Virginie posa sa main sur celle de Kevin, puis d’un geste simple lui déroba son téléphone portable à clapet, elle l’ouvrit et regarda la photo couleur d’une 206 Peugeot de Rally
« Je sais que tu as évolué sur une pente infâme, tu comprends ? Je sais que tu apprécies les filles futiles, que ta vie est gérée par tes amis, et que tu n’apprécie que fifty cents, mais souviens-toi, avant ca, tu étais autre chose, tu étais quelqu’un »
L’esprit de Kevin tournicota autour des solutions qui lui étaient proposée, il se retourna afin de réctifier la honte qu’il venait de subir en fierté, et apercu les yeux de Virginie, parfaitement cerclés de noir, d’un vert coloré, presque faux, un vert émeraude, un vert menthe, un vert .. Il se mit à pleurer à gros sanglots, passa sa main sous sa veste et en sorti l’énorme COLT calibre .45, et le posa sur le banc, offert à Virginie.
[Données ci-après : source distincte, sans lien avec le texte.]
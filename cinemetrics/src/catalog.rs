//! In-memory movie catalog
//!
//! Relational layout: entity maps keyed by id plus relation maps keyed by
//! movie id. Movie rows are replaced on re-insert; shared entities and
//! relations keep the first value written.
//!
//! The catalog is persisted as a single JSON snapshot.

use std::collections::{BTreeMap, BTreeSet};
use std::path::Path;

use cinemetrics_common::models::{
    CastCredit, CastMember, Genre, Movie, MovieRecord, ProductionCompany,
};
use cinemetrics_common::Result;
use serde::{Deserialize, Serialize};
use tracing::{debug, info};

#[derive(Debug, Clone, Default, PartialEq, Serialize, Deserialize)]
pub struct Catalog {
    movies: BTreeMap<i64, Movie>,
    genres: BTreeMap<i64, Genre>,
    companies: BTreeMap<i64, ProductionCompany>,
    cast_members: BTreeMap<i64, CastMember>,
    movie_genres: BTreeMap<i64, BTreeSet<i64>>,
    movie_companies: BTreeMap<i64, BTreeSet<i64>>,
    movie_cast: BTreeMap<i64, Vec<CastCredit>>,
}

impl Catalog {
    pub fn new() -> Self {
        Self::default()
    }

    /// Merge one extracted movie into the catalog
    pub fn insert_record(&mut self, record: MovieRecord) {
        let movie_id = record.movie.movie_id;

        for genre in record.genres {
            self.movie_genres
                .entry(movie_id)
                .or_default()
                .insert(genre.genre_id);
            self.genres.entry(genre.genre_id).or_insert(genre);
        }

        for company in record.production_companies {
            self.movie_companies
                .entry(movie_id)
                .or_default()
                .insert(company.company_id);
            self.companies.entry(company.company_id).or_insert(company);
        }

        let credits = self.movie_cast.entry(movie_id).or_default();
        for (member, credit) in record.cast {
            if !credits.iter().any(|c| c.cast_id == credit.cast_id) {
                credits.push(credit);
            }
            self.cast_members.entry(member.cast_id).or_insert(member);
        }
        if credits.is_empty() {
            self.movie_cast.remove(&movie_id);
        }

        debug!(movie_id, title = %record.movie.title, "Inserted movie");
        self.movies.insert(movie_id, record.movie);
    }

    pub fn contains(&self, movie_id: i64) -> bool {
        self.movies.contains_key(&movie_id)
    }

    pub fn movie_count(&self) -> usize {
        self.movies.len()
    }

    pub fn genre_count(&self) -> usize {
        self.genres.len()
    }

    pub fn is_empty(&self) -> bool {
        self.movies.is_empty()
    }

    pub fn movie(&self, movie_id: i64) -> Option<&Movie> {
        self.movies.get(&movie_id)
    }

    /// Movies in id order
    pub fn movies(&self) -> impl Iterator<Item = &Movie> {
        self.movies.values()
    }

    pub fn movie_ids(&self) -> impl Iterator<Item = i64> + '_ {
        self.movies.keys().copied()
    }

    pub fn genre(&self, genre_id: i64) -> Option<&Genre> {
        self.genres.get(&genre_id)
    }

    pub fn company(&self, company_id: i64) -> Option<&ProductionCompany> {
        self.companies.get(&company_id)
    }

    pub fn cast_member(&self, cast_id: i64) -> Option<&CastMember> {
        self.cast_members.get(&cast_id)
    }

    /// Genre ids linked to a movie
    pub fn genres_of(&self, movie_id: i64) -> impl Iterator<Item = i64> + '_ {
        self.movie_genres
            .get(&movie_id)
            .into_iter()
            .flat_map(|ids| ids.iter().copied())
    }

    /// Company ids linked to a movie
    pub fn companies_of(&self, movie_id: i64) -> impl Iterator<Item = i64> + '_ {
        self.movie_companies
            .get(&movie_id)
            .into_iter()
            .flat_map(|ids| ids.iter().copied())
    }

    /// Cast credits of a movie in billing order
    pub fn cast_of(&self, movie_id: i64) -> &[CastCredit] {
        self.movie_cast
            .get(&movie_id)
            .map(Vec::as_slice)
            .unwrap_or(&[])
    }

    /// Load a snapshot; a missing file yields an empty catalog
    pub fn load(path: &Path) -> Result<Self> {
        if !path.exists() {
            info!("No catalog snapshot at {}, starting empty", path.display());
            return Ok(Self::new());
        }

        let content = std::fs::read_to_string(path)?;
        let catalog: Catalog = serde_json::from_str(&content)?;
        info!(
            "Loaded catalog from {}: {} movies, {} genres",
            path.display(),
            catalog.movie_count(),
            catalog.genre_count()
        );
        Ok(catalog)
    }

    /// Save a snapshot (temp file + rename)
    pub fn save(&self, path: &Path) -> Result<()> {
        if let Some(parent) = path.parent() {
            if !parent.as_os_str().is_empty() {
                std::fs::create_dir_all(parent)?;
            }
        }

        let tmp_path = path.with_extension("json.tmp");
        let content = serde_json::to_string(self)?;
        std::fs::write(&tmp_path, content)?;
        std::fs::rename(&tmp_path, path)?;

        info!(
            "Saved catalog to {}: {} movies",
            path.display(),
            self.movie_count()
        );
        Ok(())
    }
}

#[cfg(test)]
pub(crate) mod test_support {
    //! Builders for catalog fixtures shared by analysis tests

    use super::*;
    use chrono::{NaiveDate, TimeZone, Utc};

    pub struct MovieBuilder {
        record: MovieRecord,
    }

    impl MovieBuilder {
        pub fn new(movie_id: i64, title: &str) -> Self {
            Self {
                record: MovieRecord {
                    movie: Movie {
                        movie_id,
                        title: title.to_string(),
                        original_title: None,
                        overview: None,
                        release_date: None,
                        budget: 0.0,
                        revenue: 0.0,
                        runtime: None,
                        popularity: None,
                        vote_average: None,
                        vote_count: None,
                        poster_path: None,
                        backdrop_path: None,
                        status: None,
                        original_language: None,
                        tagline: None,
                        imdb_id: None,
                        created_at: Utc.with_ymd_and_hms(2024, 1, 1, 0, 0, 0).unwrap(),
                    },
                    genres: Vec::new(),
                    production_companies: Vec::new(),
                    cast: Vec::new(),
                },
            }
        }

        pub fn released(mut self, year: i32) -> Self {
            self.record.movie.release_date = NaiveDate::from_ymd_opt(year, 6, 1);
            self
        }

        pub fn financials(mut self, budget: f64, revenue: f64) -> Self {
            self.record.movie.budget = budget;
            self.record.movie.revenue = revenue;
            self
        }

        pub fn popularity(mut self, popularity: f64) -> Self {
            self.record.movie.popularity = Some(popularity);
            self
        }

        pub fn rating(mut self, vote_average: f64) -> Self {
            self.record.movie.vote_average = Some(vote_average);
            self
        }

        pub fn genre(mut self, genre_id: i64, name: &str) -> Self {
            self.record.genres.push(Genre {
                genre_id,
                name: name.to_string(),
            });
            self
        }

        pub fn company(mut self, company_id: i64, name: &str) -> Self {
            self.record.production_companies.push(ProductionCompany {
                company_id,
                name: name.to_string(),
                origin_country: None,
            });
            self
        }

        pub fn cast(mut self, cast_id: i64, name: &str) -> Self {
            let order_position = self.record.cast.len() as u32;
            self.record.cast.push((
                CastMember {
                    cast_id,
                    name: name.to_string(),
                    gender: None,
                    profile_path: None,
                },
                CastCredit {
                    cast_id,
                    character: None,
                    order_position,
                },
            ));
            self
        }

        pub fn build(self) -> MovieRecord {
            self.record
        }
    }

    pub fn catalog_of(records: Vec<MovieRecord>) -> Catalog {
        let mut catalog = Catalog::new();
        for record in records {
            catalog.insert_record(record);
        }
        catalog
    }
}

#[cfg(test)]
mod tests {
    use super::test_support::MovieBuilder;
    use super::*;
    use tempfile::TempDir;

    #[test]
    fn test_insert_links_entities() {
        let mut catalog = Catalog::new();
        catalog.insert_record(
            MovieBuilder::new(1, "Alien")
                .genre(27, "Horror")
                .genre(878, "Science Fiction")
                .company(4, "Brandywine")
                .cast(10, "Sigourney Weaver")
                .build(),
        );

        assert!(catalog.contains(1));
        assert_eq!(catalog.movie_count(), 1);
        assert_eq!(catalog.genre_count(), 2);
        assert_eq!(catalog.genres_of(1).collect::<Vec<_>>(), vec![27, 878]);
        assert_eq!(catalog.companies_of(1).collect::<Vec<_>>(), vec![4]);
        assert_eq!(catalog.cast_of(1).len(), 1);
        assert_eq!(catalog.cast_of(2).len(), 0);
    }

    #[test]
    fn test_movie_replaced_but_shared_entities_kept() {
        let mut catalog = Catalog::new();
        catalog.insert_record(MovieBuilder::new(1, "Old Title").genre(18, "Drama").build());
        catalog.insert_record(MovieBuilder::new(1, "New Title").genre(18, "Renamed").build());

        assert_eq!(catalog.movie(1).unwrap().title, "New Title");
        assert_eq!(catalog.genre(18).unwrap().name, "Drama");
        assert_eq!(catalog.genres_of(1).count(), 1);
    }

    #[test]
    fn test_duplicate_cast_credit_ignored() {
        let mut catalog = Catalog::new();
        catalog.insert_record(
            MovieBuilder::new(1, "Twins")
                .cast(5, "Actor")
                .cast(5, "Actor")
                .build(),
        );
        assert_eq!(catalog.cast_of(1).len(), 1);
        assert_eq!(catalog.cast_of(1)[0].order_position, 0);
    }

    #[test]
    fn test_snapshot_round_trip() {
        let temp_dir = TempDir::new().unwrap();
        let path = temp_dir.path().join("catalog.json");

        let mut catalog = Catalog::new();
        catalog.insert_record(
            MovieBuilder::new(550, "Fight Club")
                .released(1999)
                .financials(63_000_000.0, 100_853_753.0)
                .genre(18, "Drama")
                .company(508, "Regency Enterprises")
                .cast(819, "Edward Norton")
                .cast(287, "Brad Pitt")
                .build(),
        );
        catalog.save(&path).unwrap();

        let loaded = Catalog::load(&path).unwrap();
        assert_eq!(loaded.movie(550), catalog.movie(550));
        assert_eq!(loaded.cast_of(550), catalog.cast_of(550));
        assert_eq!(loaded.company(508).unwrap().name, "Regency Enterprises");
    }

    #[test]
    fn test_load_missing_snapshot_is_empty() {
        let temp_dir = TempDir::new().unwrap();
        let catalog = Catalog::load(&temp_dir.path().join("absent.json")).unwrap();
        assert!(catalog.is_empty());
    }
}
Elle le prit, et le vida de ses cartouches une à une en tirant la culasse plusieurs fois.
Elle avait vu Jennifer sortir du magasin, et ne pouvait prendre le risque que Kevin reperde la raison.
Jennifer sorti de Jenyfer, jeta un coup d’oeil à son portable-photo pour connaître l’heure, 3 appels en absence, elle avait 20 minutes de retard, elle jeta un coup d’oeil au haut de l’allée, là où ils se retrouvaient habituellement.
Il y avait du monde dans la gallerie marchande, et elle mit une dizaine de secondes à apercevoir le danger. « Elle » était là , à coté de lui, c’était impossible, mais le temps n’était pas aux interrogations, elle laissa tomber son sac plastique, gonflés d’achats soldés, glissa ses mains dans le dos intérieur de sa veste, sortit et assembla son PM custom, de sa botte elle dégotta deux chargeurs longs, en enficha un en courant vers sa cible.
Virginie était déjà prête, elle tenait son immense épée à deux mains, en position de reception de charge, ses cheveux voletaient étrangement, comme sous l’effet d’un courant électrostatique, elle avait les dent sérées et un rictus infâme. Les badauds au premier abord curieux, étaient maintenant paniqué, la jeune fille émit un râle d’abord sourd et profond qui devint une sorte de litanie, certains mots seulement atteignaient l’oreille et le cerveau des passants, et ils les terrifiaient, au point que pétrifiés de peur, ils ne pouvaient s’enfuir comme la plupart de leur semblables.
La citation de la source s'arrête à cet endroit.